In between his meek response to the oil spill fiasco and his lame attempt to talk his way out of the Joe Sestak pseudo-bribery scandal, President Obama on Friday probably thought he had something cool to talk about: the economy.

People are still hurting, the president conceded, but look on the bright side: Unemployment has fallen two whole percentage points to 9.7 percent, and the economy is getting stronger, with three consecutive quarters of positive GDP growth.

His stimulus package was supposed to produce shovel-ready jobs that would repair our infrastructure much like the various public-works programs instituted by Hoover and Roosevelt. But instead of spending the money on building roads and bridges, states have horded much of the stimulus cash to keep their own workforces fat and happy.
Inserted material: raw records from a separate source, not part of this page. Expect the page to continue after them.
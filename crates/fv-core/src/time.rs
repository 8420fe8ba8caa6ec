use chrono::{DateTime, Datelike, Timelike, Utc};

/// Current UTC timestamp.
pub fn utc_now() -> DateTime<Utc> {
    Utc::now()
}

/// Align a timestamp down to the nearest 5-minute boundary, matching the
/// `pmacct_traffic_records` snapshot cadence (spec §3).
pub fn floor_to_5min(ts: DateTime<Utc>) -> DateTime<Utc> {
    let minute = (ts.minute() / 5) * 5;
    ts.with_minute(minute)
        .unwrap()
        .with_second(0)
        .unwrap()
        .with_nanosecond(0)
        .unwrap()
}

/// (year, month, day, hour) components used as the hourly rollup key.
pub fn hour_key(ts: DateTime<Utc>) -> (i32, u32, u32, u32) {
    (ts.year(), ts.month(), ts.day(), ts.hour())
}

/// Daily rollup key: `(year, month, day, hour=0)`, per spec §3.
pub fn day_key(ts: DateTime<Utc>) -> (i32, u32, u32, u32) {
    (ts.year(), ts.month(), ts.day(), 0)
}

/// Monthly rollup key: `(year, month, day=0, hour=0)`, per spec §3.
pub fn month_key(ts: DateTime<Utc>) -> (i32, u32, u32, u32) {
    (ts.year(), ts.month(), 0, 0)
}

#[cfg(test)]
mod tests {
    use super::*;
    use chrono::TimeZone;

    #[test]
    fn floor_to_5min_rounds_down() {
        let ts = Utc.with_ymd_and_hms(2024, 5, 10, 3, 57, 42).unwrap();
        let floored = floor_to_5min(ts);
        assert_eq!(floored.minute(), 55);
        assert_eq!(floored.second(), 0);
    }

    #[test]
    fn floor_to_5min_is_idempotent_on_boundary() {
        let ts = Utc.with_ymd_and_hms(2024, 5, 10, 4, 0, 0).unwrap();
        assert_eq!(floor_to_5min(ts), ts);
    }

    #[test]
    fn month_key_zeroes_day_and_hour() {
        let ts = Utc.with_ymd_and_hms(2024, 5, 10, 4, 0, 0).unwrap();
        assert_eq!(month_key(ts), (2024, 5, 0, 0));
    }

    #[test]
    fn day_key_keeps_day_zeroes_hour() {
        let ts = Utc.with_ymd_and_hms(2024, 5, 10, 4, 30, 0).unwrap();
        assert_eq!(day_key(ts), (2024, 5, 10, 0));
    }
}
To borrow a phrase: “Prosperity is right around the corner.”

The now-infamous line from Herbert Hoover should be ringing in the ears of the president—and voters as well. Hoover may not have caused the stock market crash of 1929, but many of his policies turned the economic downturn that followed into what we now know as the Great Depression: restrictive trade policies and tax increases (in part to pay for government-sponsored work projects) to name just a few. It took Franklin Roosevelt nearly a decade to pull the nation’s economy back from the dead, largely because he followed many of the same failed policies introduced by Hoover, and added several bad policies of his own. Taxes went up, while the government began socializing even bigger parts of the economy.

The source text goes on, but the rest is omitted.